Cue the clapping and the cheering! In the five years I have been participating in 20 books of summer, this year is the first time I’ve actually reached the magic milestone of 20 books!
Granted, they weren’t the ones I had originally planned to read (which you can see here), but they were all from my physical and digital TBR and included a mix of lit novels, crime novels and memoirs, mainly from Australia but with a handful from other countries, including England, the Netherlands, the US and Japan.
I think it helped that the weather this winter, my third since repatriating, has been rather conducive to staying indoors and reading. There has to be an upside to weeks of endless storm warnings and rain, right?
Anyway, here’s the 20 books I read, arranged in alphabetical order by author’s surname (hyperlinks, as ever, take you to my full review):
- ‘The Rain Heron’ by Robbie Arnott (Australian, literary/magic realism fiction)
- ‘Like Mother’ by Cassandra Austin (Australian, literary/historical fiction)
- ‘The Twin’ by Gerbrand Bakker (Dutch, literary fiction)
- ‘Queenie’ by Candice Carty-Williams (English, general fiction)
- ‘Mermaid Singing’ by Charmian Clift (Australian, memoir)
- ‘Peel me a Lotus’ by Charmian Clift (Australian, memoir)
- ‘The Crime of Julian Wells’ by Thomas H. Cook (American, literary fiction)
- ‘The Night Village’ by Zoe Deleuil (Australian, psychological thriller)
- ‘Consolation’ by Garry Disher (Australian, crime fiction)
- ‘Peace’ by Garry Disher (Australian, crime fiction)
- ‘The Bookshop’ by Penelope Fitzgerald (English, literary fiction)
- ‘Maestro’ by Peter Goldsworthy (Australian, literary fiction)
- ‘Newcomer’ by Keigo Higashino (Japanese, crime fiction)
- ‘The Broken Book’ by Susan Johnson (Australian, literary fiction)
- ‘Heaven’ by Mieko Kawakami (Japanese, literary fiction)
- ‘Hamnet’ by Maggie O’Farrell (English, literary fiction)
- ‘A Theatre for Dreamers’ by Polly Samson (English, general fiction)
- ‘Born into This’ by Adam Thompson (Australian indigenous, short stories)
- ‘Dead Europe’ by Christos Tsiolkas (Australian, literary fiction)
- ‘The Inland Sea’ by Madeleine Watts (Australian, literary fiction)

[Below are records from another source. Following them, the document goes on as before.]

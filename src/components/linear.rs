//! Linear estimators: ridge-regularized least squares and logistic regression

use super::{argmax_labels, check_fit_input, check_n_features, encode_classes, Estimator};
use crate::error::{KolosalError, Result};
use crate::pipeline::{param_f64, param_usize, Hyperparameters};
use ndarray::{Array1, Array2, Axis};
use serde::{Deserialize, Serialize};

/// Solve the symmetric positive-definite system `a * x = b` by Cholesky.
///
/// A matrix that is not positive definite gets a small ridge added to its
/// diagonal and is tried once more.
fn cholesky_solve(a: &Array2<f64>, b: &Array1<f64>) -> Option<Array1<f64>> {
    cholesky_solve_inner(a, b).or_else(|| {
        let n = a.nrows();
        let scale = a.diag().iter().map(|v| v.abs()).sum::<f64>() / n.max(1) as f64;
        let mut ridged = a.clone();
        for k in 0..n {
            ridged[[k, k]] += 1e-8 * scale.max(1.0);
        }
        cholesky_solve_inner(&ridged, b)
    })
}

fn cholesky_solve_inner(a: &Array2<f64>, b: &Array1<f64>) -> Option<Array1<f64>> {
    let n = a.nrows();
    if n != a.ncols() || n != b.len() {
        return None;
    }

    let mut l = Array2::<f64>::zeros((n, n));
    for i in 0..n {
        for j in 0..=i {
            let mut sum = 0.0;
            for k in 0..j {
                sum += l[[i, k]] * l[[j, k]];
            }
            if i == j {
                let diag = a[[i, i]] - sum;
                if diag <= 0.0 || !diag.is_finite() {
                    return None;
                }
                l[[i, j]] = diag.sqrt();
            } else {
                l[[i, j]] = (a[[i, j]] - sum) / l[[j, j]];
            }
        }
    }

    // L * z = b
    let mut z = Array1::<f64>::zeros(n);
    for i in 0..n {
        let mut sum = 0.0;
        for j in 0..i {
            sum += l[[i, j]] * z[j];
        }
        z[i] = (b[i] - sum) / l[[i, i]];
    }

    // L^T * x = z
    let mut x = Array1::<f64>::zeros(n);
    for i in (0..n).rev() {
        let mut sum = 0.0;
        for j in (i + 1)..n {
            sum += l[[j, i]] * x[j];
        }
        x[i] = (z[i] - sum) / l[[i, i]];
    }

    Some(x)
}

/// Least squares with an optional L2 penalty, intercept fitted on centered data
#[derive(Debug, Clone, Serialize, Deserialize)]
pub struct LinearRegression {
    pub alpha: f64,
    coefficients: Option<Array1<f64>>,
    intercept: f64,
}

impl LinearRegression {
    pub fn new(alpha: f64) -> Self {
        Self {
            alpha,
            coefficients: None,
            intercept: 0.0,
        }
    }

    pub fn from_params(params: &Hyperparameters) -> Result<Self> {
        let alpha = param_f64(params, "alpha", 0.0)?;
        if !(alpha >= 0.0) {
            return Err(KolosalError::invalid_param("alpha", alpha, "must be non-negative"));
        }
        Ok(Self::new(alpha))
    }

    pub fn coefficients(&self) -> Option<&Array1<f64>> {
        self.coefficients.as_ref()
    }
}

impl Estimator for LinearRegression {
    fn fit(&mut self, x: &Array2<f64>, y: &Array1<f64>) -> Result<()> {
        check_fit_input(x, y)?;
        let x_mean = x.mean_axis(Axis(0)).ok_or(KolosalError::ModelNotFitted)?;
        let y_mean = y.mean().unwrap_or(0.0);
        let x_centered = x - &x_mean.view().insert_axis(Axis(0));
        let y_centered = y - y_mean;

        let mut xtx = x_centered.t().dot(&x_centered);
        for i in 0..x.ncols() {
            xtx[[i, i]] += self.alpha;
        }
        let xty = x_centered.t().dot(&y_centered);

        let coefficients = cholesky_solve(&xtx, &xty).ok_or_else(|| {
            KolosalError::ComputationError("normal equations are singular".to_string())
        })?;
        self.intercept = y_mean - coefficients.dot(&x_mean);
        self.coefficients = Some(coefficients);
        Ok(())
    }

    fn predict(&self, x: &Array2<f64>) -> Result<Array1<f64>> {
        let coefficients = self.coefficients.as_ref().ok_or(KolosalError::ModelNotFitted)?;
        check_n_features(coefficients.len(), x)?;
        Ok(x.dot(coefficients) + self.intercept)
    }
}

fn sigmoid(z: f64) -> f64 {
    1.0 / (1.0 + (-z).exp())
}

/// L2-regularized logistic regression trained by batch gradient descent.
///
/// Multiclass targets are handled one-vs-rest with the per-class
/// probabilities renormalized to sum to one.
#[derive(Debug, Clone, Serialize, Deserialize)]
pub struct LogisticRegression {
    pub alpha: f64,
    pub learning_rate: f64,
    pub max_iter: usize,
    pub tol: f64,
    classes: Vec<f64>,
    // One (weights, bias) per class column; a single model for binary targets
    models: Vec<(Array1<f64>, f64)>,
}

impl LogisticRegression {
    pub fn new(alpha: f64, learning_rate: f64, max_iter: usize) -> Self {
        Self {
            alpha,
            learning_rate,
            max_iter,
            tol: 1e-6,
            classes: Vec::new(),
            models: Vec::new(),
        }
    }

    pub fn from_params(params: &Hyperparameters) -> Result<Self> {
        let alpha = param_f64(params, "alpha", 0.01)?;
        let learning_rate = param_f64(params, "learning_rate", 0.1)?;
        let max_iter = param_usize(params, "max_iter", 300)?;
        if !(alpha >= 0.0) {
            return Err(KolosalError::invalid_param("alpha", alpha, "must be non-negative"));
        }
        if !(learning_rate > 0.0) {
            return Err(KolosalError::invalid_param(
                "learning_rate",
                learning_rate,
                "must be positive",
            ));
        }
        if max_iter == 0 {
            return Err(KolosalError::invalid_param("max_iter", max_iter, "must be positive"));
        }
        Ok(Self::new(alpha, learning_rate, max_iter))
    }

    fn fit_binary(&self, x: &Array2<f64>, target: &Array1<f64>) -> (Array1<f64>, f64) {
        let n = x.nrows() as f64;
        let mut weights = Array1::<f64>::zeros(x.ncols());
        let mut bias = 0.0;

        for _ in 0..self.max_iter {
            let linear = x.dot(&weights) + bias;
            let errors = linear.mapv(sigmoid) - target;
            let dw = x.t().dot(&errors) / n + self.alpha * &weights;
            let db = errors.sum() / n;

            let grad_norm = (dw.mapv(|v| v * v).sum() + db * db).sqrt();
            if grad_norm < self.tol {
                break;
            }
            weights = weights - self.learning_rate * dw;
            bias -= self.learning_rate * db;
        }
        (weights, bias)
    }
}

impl Estimator for LogisticRegression {
    fn fit(&mut self, x: &Array2<f64>, y: &Array1<f64>) -> Result<()> {
        check_fit_input(x, y)?;
        let (classes, codes) = encode_classes(y)?;

        let models = match classes.len() {
            1 => Vec::new(),
            2 => {
                let target: Array1<f64> = codes.iter().map(|&c| c as f64).collect();
                vec![self.fit_binary(x, &target)]
            }
            k => (0..k)
                .map(|class| {
                    let target: Array1<f64> =
                        codes.iter().map(|&c| if c == class { 1.0 } else { 0.0 }).collect();
                    self.fit_binary(x, &target)
                })
                .collect(),
        };

        if models
            .iter()
            .any(|(w, b)| !b.is_finite() || w.iter().any(|v| !v.is_finite()))
        {
            return Err(KolosalError::ComputationError(
                "gradient descent diverged".to_string(),
            ));
        }

        self.classes = classes;
        self.models = models;
        Ok(())
    }

    fn predict(&self, x: &Array2<f64>) -> Result<Array1<f64>> {
        let proba = self.predict_proba(x)?;
        Ok(argmax_labels(&proba, &self.classes))
    }

    fn predict_proba(&self, x: &Array2<f64>) -> Result<Array2<f64>> {
        if self.classes.is_empty() {
            return Err(KolosalError::ModelNotFitted);
        }
        let n = x.nrows();
        let k = self.classes.len();
        if let Some((weights, _)) = self.models.first() {
            check_n_features(weights.len(), x)?;
        }

        let mut proba = Array2::<f64>::zeros((n, k));
        match self.models.as_slice() {
            [] => proba.fill(1.0),
            [(weights, bias)] => {
                let positive = (x.dot(weights) + *bias).mapv(sigmoid);
                for (i, p) in positive.iter().enumerate() {
                    proba[[i, 0]] = 1.0 - p;
                    proba[[i, 1]] = *p;
                }
            }
            models => {
                for (class, (weights, bias)) in models.iter().enumerate() {
                    let scores = (x.dot(weights) + *bias).mapv(sigmoid);
                    proba.column_mut(class).assign(&scores);
                }
                for mut row in proba.rows_mut() {
                    let total = row.sum();
                    if total > 0.0 {
                        row /= total;
                    } else {
                        row.fill(1.0 / k as f64);
                    }
                }
            }
        }
        Ok(proba)
    }

    fn classes(&self) -> &[f64] {
        &self.classes
    }
}

#[cfg(test)]
mod tests {
    use super::*;
    use crate::pipeline::{hyperparameters, ParamValue};
    use ndarray::array;

    #[test]
    fn test_linear_regression_recovers_line() {
        let x = array![[1.0], [2.0], [3.0], [4.0], [5.0]];
        let y = array![3.0, 5.0, 7.0, 9.0, 11.0];
        let mut model = LinearRegression::new(0.0);
        model.fit(&x, &y).unwrap();

        let coef = model.coefficients().unwrap();
        assert!((coef[0] - 2.0).abs() < 1e-6);
        let pred = model.predict(&array![[6.0]]).unwrap();
        assert!((pred[0] - 13.0).abs() < 1e-6);
    }

    #[test]
    fn test_ridge_shrinks() {
        let x = array![[1.0], [2.0], [3.0], [4.0]];
        let y = array![2.0, 4.0, 6.0, 8.0];
        let mut ols = LinearRegression::new(0.0);
        let mut ridge = LinearRegression::new(10.0);
        ols.fit(&x, &y).unwrap();
        ridge.fit(&x, &y).unwrap();
        assert!(ridge.coefficients().unwrap()[0] < ols.coefficients().unwrap()[0]);
    }

    #[test]
    fn test_logistic_binary_separable() {
        let x = array![[-2.0], [-1.5], [-1.0], [1.0], [1.5], [2.0]];
        let y = array![0.0, 0.0, 0.0, 1.0, 1.0, 1.0];
        let mut model = LogisticRegression::new(0.0, 0.5, 500);
        model.fit(&x, &y).unwrap();

        assert_eq!(model.classes(), &[0.0, 1.0]);
        assert_eq!(model.predict(&x).unwrap(), y);
        let proba = model.predict_proba(&x).unwrap();
        for row in proba.rows() {
            assert!((row.sum() - 1.0).abs() < 1e-9);
        }
    }

    #[test]
    fn test_logistic_multiclass_columns_sorted() {
        let x = array![[0.0], [0.1], [5.0], [5.1], [10.0], [10.1]];
        let y = array![2.0, 2.0, 0.0, 0.0, 1.0, 1.0];
        let mut model = LogisticRegression::new(0.0, 0.1, 200);
        model.fit(&x, &y).unwrap();
        assert_eq!(model.classes(), &[0.0, 1.0, 2.0]);
        assert_eq!(model.predict_proba(&x).unwrap().ncols(), 3);
    }

    #[test]
    fn test_from_params_validation() {
        let bad = hyperparameters([("learning_rate", ParamValue::Float(0.0))]);
        assert!(LogisticRegression::from_params(&bad).is_err());
        assert!(LinearRegression::from_params(&hyperparameters([("alpha", -1.0)])).is_err());
    }

    #[test]
    fn test_predict_before_fit() {
        let model = LinearRegression::new(0.0);
        assert!(matches!(
            model.predict(&array![[1.0]]),
            Err(KolosalError::ModelNotFitted)
        ));
    }
}
//! K-nearest neighbors for classification and regression

use super::{argmax_labels, check_fit_input, check_n_features, encode_classes, Estimator};
use crate::error::{KolosalError, Result};
use crate::pipeline::{param_str, param_usize, Hyperparameters};
use ndarray::{Array1, Array2, ArrayView1};
use rayon::prelude::*;
use serde::{Deserialize, Serialize};

/// How neighbors are weighted in the vote
#[derive(Debug, Clone, Copy, PartialEq, Eq, Default, Serialize, Deserialize)]
#[serde(rename_all = "snake_case")]
pub enum WeightScheme {
    #[default]
    Uniform,
    /// Inverse distance; exact matches take the whole vote
    Distance,
}

/// Brute-force KNN over Euclidean distance
#[derive(Debug, Clone, Serialize, Deserialize)]
pub struct KNearestNeighbors {
    pub n_neighbors: usize,
    pub weights: WeightScheme,
    classification: bool,
    x_train: Option<Array2<f64>>,
    y_train: Array1<f64>,
    // Class code of each training row (classification only)
    codes: Vec<usize>,
    classes: Vec<f64>,
}

impl KNearestNeighbors {
    pub fn new(n_neighbors: usize, weights: WeightScheme, classification: bool) -> Self {
        Self {
            n_neighbors,
            weights,
            classification,
            x_train: None,
            y_train: Array1::zeros(0),
            codes: Vec::new(),
            classes: Vec::new(),
        }
    }

    pub fn from_params(params: &Hyperparameters, classification: bool) -> Result<Self> {
        let n_neighbors = param_usize(params, "n_neighbors", 5)?;
        if n_neighbors == 0 {
            return Err(KolosalError::invalid_param("n_neighbors", n_neighbors, "must be at least 1"));
        }
        let weights = match param_str(params, "weights", "uniform")? {
            "uniform" => WeightScheme::Uniform,
            "distance" => WeightScheme::Distance,
            other => {
                return Err(KolosalError::invalid_param(
                    "weights",
                    other,
                    "expected uniform or distance",
                ))
            }
        };
        Ok(Self::new(n_neighbors, weights, classification))
    }

    /// `(training row, weight)` for the k nearest rows, nearest first
    fn neighbors(&self, x_train: &Array2<f64>, query: ArrayView1<'_, f64>) -> Vec<(usize, f64)> {
        let mut distances: Vec<(usize, f64)> = x_train
            .rows()
            .into_iter()
            .enumerate()
            .map(|(i, row)| {
                let d: f64 = row
                    .iter()
                    .zip(query.iter())
                    .map(|(a, b)| (a - b).powi(2))
                    .sum();
                (i, d.sqrt())
            })
            .collect();
        distances.sort_by(|a, b| a.1.total_cmp(&b.1).then(a.0.cmp(&b.0)));
        distances.truncate(self.n_neighbors.min(x_train.nrows()));

        match self.weights {
            WeightScheme::Uniform => distances.into_iter().map(|(i, _)| (i, 1.0)).collect(),
            WeightScheme::Distance => {
                if distances.iter().any(|(_, d)| *d == 0.0) {
                    distances
                        .into_iter()
                        .filter(|(_, d)| *d == 0.0)
                        .map(|(i, _)| (i, 1.0))
                        .collect()
                } else {
                    distances.into_iter().map(|(i, d)| (i, 1.0 / d)).collect()
                }
            }
        }
    }

    fn fitted_train(&self) -> Result<&Array2<f64>> {
        self.x_train.as_ref().ok_or(KolosalError::ModelNotFitted)
    }
}

impl Estimator for KNearestNeighbors {
    fn fit(&mut self, x: &Array2<f64>, y: &Array1<f64>) -> Result<()> {
        check_fit_input(x, y)?;
        if self.classification {
            let (classes, codes) = encode_classes(y)?;
            self.classes = classes;
            self.codes = codes;
        }
        self.x_train = Some(x.clone());
        self.y_train = y.clone();
        Ok(())
    }

    fn predict(&self, x: &Array2<f64>) -> Result<Array1<f64>> {
        if self.classification {
            let proba = self.predict_proba(x)?;
            return Ok(argmax_labels(&proba, &self.classes));
        }

        let x_train = self.fitted_train()?;
        check_n_features(x_train.ncols(), x)?;
        let predictions: Vec<f64> = (0..x.nrows())
            .into_par_iter()
            .map(|i| {
                let neighbors = self.neighbors(x_train, x.row(i));
                let total: f64 = neighbors.iter().map(|(_, w)| w).sum();
                neighbors
                    .iter()
                    .map(|(j, w)| self.y_train[*j] * w)
                    .sum::<f64>()
                    / total
            })
            .collect();
        Ok(Array1::from_vec(predictions))
    }

    fn predict_proba(&self, x: &Array2<f64>) -> Result<Array2<f64>> {
        if !self.classification {
            return Err(KolosalError::Unsupported(
                "predict_proba on a KNN regressor".to_string(),
            ));
        }
        let x_train = self.fitted_train()?;
        check_n_features(x_train.ncols(), x)?;
        let n_classes = self.classes.len();

        let rows: Vec<Vec<f64>> = (0..x.nrows())
            .into_par_iter()
            .map(|i| {
                let mut votes = vec![0.0; n_classes];
                for (j, w) in self.neighbors(x_train, x.row(i)) {
                    votes[self.codes[j]] += w;
                }
                let total: f64 = votes.iter().sum();
                votes.iter().map(|v| v / total).collect()
            })
            .collect();

        let mut proba = Array2::<f64>::zeros((x.nrows(), n_classes));
        for (i, row) in rows.into_iter().enumerate() {
            for (c, p) in row.into_iter().enumerate() {
                proba[[i, c]] = p;
            }
        }
        Ok(proba)
    }

    fn classes(&self) -> &[f64] {
        &self.classes
    }
}
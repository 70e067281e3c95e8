//! Directory and page table entries.

use core::fmt;

use crate::{EntryFlags, PagingError, PhysicalAddress};

/// A single 32-bit directory or page table entry.
///
/// The entry format:
/// - Bits 0-11: Flags ([`EntryFlags`])
/// - Bits 12-31: Physical frame address (page-aligned, so its low 12 bits are always zero)
///
/// This type is the only place a [`PhysicalAddress`] is packed into or recovered from its
/// in-table representation.
#[derive(Clone, Copy, PartialEq, Eq, Hash, Default)]
#[repr(transparent)]
pub struct PageEntry(u32);

impl PageEntry {
    /// Physical address mask (bits 12-31).
    const ADDRESS_MASK: u32 = !EntryFlags::FIELD_MASK;

    /// Creates an entry pointing at `frame` with the given flags.
    ///
    /// Fails with [`PagingError::Misaligned`] if `frame` is not page-aligned, and with
    /// [`PagingError::UndefinedFlags`] if `flags` was built with bits outside the vocabulary
    /// (for example through `EntryFlags::from_bits_retain`).
    pub const fn encode(frame: PhysicalAddress, flags: EntryFlags) -> Result<Self, PagingError> {
        let undefined = flags.bits() & !EntryFlags::all().bits();
        if undefined != 0 {
            return Err(PagingError::UndefinedFlags(undefined));
        }

        match frame.require_page_aligned() {
            Ok(frame) => Ok(Self(frame.as_u32() | flags.bits())),
            Err(err) => Err(err),
        }
    }

    /// Returns the physical address stored in this entry, with the flag field masked off.
    ///
    /// The address is returned whether or not the entry is present.
    pub const fn address(self) -> PhysicalAddress {
        PhysicalAddress::new(self.0 & Self::ADDRESS_MASK)
    }

    /// Returns the flags of this entry.
    ///
    /// Fails with [`PagingError::UndefinedFlags`] if the entry carries bits outside the
    /// vocabulary, which can only happen for entries created with [`PageEntry::from_raw`].
    pub const fn flags(self) -> Result<EntryFlags, PagingError> {
        EntryFlags::from_raw(self.0 & EntryFlags::FIELD_MASK)
    }

    /// Returns whether this entry is present.
    pub const fn is_present(self) -> bool {
        self.0 & EntryFlags::PRESENT.bits() != 0
    }

    /// Returns the raw 32-bit value of this entry.
    pub const fn as_u32(self) -> u32 {
        self.0
    }

    /// Creates an entry from a raw 32-bit value, without validation.
    pub const fn from_raw(value: u32) -> Self {
        Self(value)
    }
}

impl fmt::Debug for PageEntry {
    fn fmt(&self, f: &mut fmt::Formatter<'_>) -> fmt::Result {
        write!(
            f,
            "PageEntry({} | {:#05x})",
            self.address(),
            self.0 & EntryFlags::FIELD_MASK
        )
    }
}
//! Interface to the allocator that supplies physical memory to the paging core.

use crate::{AllocError, PhysicalAddress};

/// Source of zero-filled, page-aligned physical memory blocks.
///
/// The paging core never allocates memory itself; every directory and page table it builds is
/// obtained here and handed back through [`FrameAllocator::release`]. Table frames are read and
/// written through [`FrameAllocator::translate`] from safe functions such as
/// [`AddressSpace::lookup`](crate::AddressSpace::lookup), so the memory safety of the whole crate
/// rests on the guarantees below.
///
/// An address space must be used with the allocator that built it. Handing it a different one is
/// memory-safe under these guarantees but yields meaningless entries or a panic.
///
/// # Safety
///
/// Implementors guarantee that:
///
/// - `allocate_zeroed` returns a block of at least `size` bytes that starts on a page boundary,
///   is filled with zeroes and overlaps no other live block.
/// - For every live block, `translate` returns a page-aligned pointer valid for reads and writes
///   of the whole block, and that memory is not accessed except through `translate` until the
///   block is released.
/// - For any other page-aligned address, `translate` either panics or returns a pointer with the
///   same guarantees for one page.
///
/// Relying on the default `translate` asserts that every such physical address is mapped at the
/// same linear address in the running code.
pub unsafe trait FrameAllocator {
    /// Allocates a zero-filled block of at least `size` bytes, aligned to a page boundary.
    fn allocate_zeroed(&mut self, size: usize) -> Result<PhysicalAddress, AllocError>;

    /// Returns a block previously obtained from [`FrameAllocator::allocate_zeroed`].
    fn release(&mut self, block: PhysicalAddress);

    /// Translates a physical block address into a pointer usable by the running code.
    ///
    /// The default is the identity translation used while the kernel still runs on physical
    /// addresses (or through a full identity map).
    fn translate(&self, block: PhysicalAddress) -> *mut u8 {
        block.as_usize() as *mut u8
    }
}

#[cfg(test)]
mod tests {
    use super::*;
    use crate::{
        AddressSpace, ENTRY_COUNT, EmulatedMemory, EntryFlags, PAGE_SIZE, PageTable,
        VirtualAddress, build_table,
    };

    const PAGE: usize = PAGE_SIZE as usize;

    /// Physical addresses this far above the emulated buffer offsets.
    const WINDOW: u32 = 0x1000_0000;

    /// Emulated memory that reports its blocks at a fixed physical window.
    struct Windowed(EmulatedMemory);

    // SAFETY: Every block maps one-to-one onto an `EmulatedMemory` block, which upholds the
    // contract, and addresses outside the window panic.
    unsafe impl FrameAllocator for Windowed {
        fn allocate_zeroed(&mut self, size: usize) -> Result<PhysicalAddress, AllocError> {
            let block = self.0.allocate_zeroed(size)?;
            block.checked_add(WINDOW).ok_or(AllocError::OutOfMemory)
        }

        fn release(&mut self, block: PhysicalAddress) {
            self.0.release(shift_down(block));
        }

        fn translate(&self, block: PhysicalAddress) -> *mut u8 {
            self.0.translate(shift_down(block))
        }
    }

    fn shift_down(block: PhysicalAddress) -> PhysicalAddress {
        match block.checked_sub(WINDOW) {
            Some(offset) => offset,
            None => panic!("{} is below the physical window", block),
        }
    }

    #[test]
    fn tables_are_reached_through_translate() {
        let mut mem = Windowed(EmulatedMemory::new(PAGE));
        let phys = build_table(&mut mem, PhysicalAddress::new(0x0040_0000), EntryFlags::PRESENT)
            .unwrap();
        assert_eq!(phys, PhysicalAddress::new(WINDOW));

        // SAFETY: `phys` is the live table just built.
        let table = unsafe { PageTable::at(&mem, phys) };
        assert_eq!(table.entry(3).address(), PhysicalAddress::new(0x0040_3000));
    }

    #[test]
    fn space_works_through_non_identity_translation() {
        let mut mem = Windowed(EmulatedMemory::new((ENTRY_COUNT + 1) * PAGE));
        let mut space =
            AddressSpace::build_identity(&mut mem, EntryFlags::PRESENT | EntryFlags::WRITABLE)
                .unwrap();
        let virt = VirtualAddress::new(0x0080_0000);

        space
            .map(&mem, virt, PhysicalAddress::new(0x9000), EntryFlags::PRESENT)
            .unwrap();
        assert_eq!(
            space.lookup(&mem, virt).unwrap().address(),
            PhysicalAddress::new(0x9000)
        );

        space.release(&mut mem).unwrap();
        assert_eq!(mem.0.live_blocks(), 0);
    }

    #[test]
    #[should_panic(expected = "outside emulated memory")]
    fn foreign_allocator_panics_instead_of_reading_stray_memory() {
        let mut mem = EmulatedMemory::new((ENTRY_COUNT + 2) * PAGE);
        // Push the directory off frame zero so the small region cannot hold it.
        mem.allocate_zeroed(PAGE).unwrap();
        let space =
            AddressSpace::build_identity(&mut mem, EntryFlags::PRESENT).unwrap();

        let foreign = EmulatedMemory::new(PAGE);
        let _ = space.lookup(&foreign, VirtualAddress::new(0x1000));
    }
}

The highlights included my foray into the Greek islands of the 1950s thanks to a string of books, true and imagined, about Charmian Clift and George Johnston, the Australian ex-pat writers from the 1950s. These included Clift’s two memoirs, a novel by Polly Samson and another novel by Susan Johnson. (My Greek adventure also included Christos Tsiolksas’ bold and daring novel Dead Europe. )
I also loved, loved, loved Peter Goldsworthy’s Maestro, a masterpiece of a novella set in tropical Darwin, was rather mesmerized by Robbie Arnott’s wholly original The Rain Heron, enjoyed a spot of rural policing with Garry Disher’s Peace and Consolation, felt my heart break with the bittersweet loneliness depicted in Gerbrand Bakker’s The Twin, laughed (and cried) at Candice Carty-Williams’ Queenie and nailed my colours to the mast by naming Like Mother my favourite book of the year… so far.
What a great winter of reading it has been!
Thanks again to Cathy for hosting.
Did you take part in #20BooksOfSummer? How did you do? Care to share your favourite read of the summer (or winter)?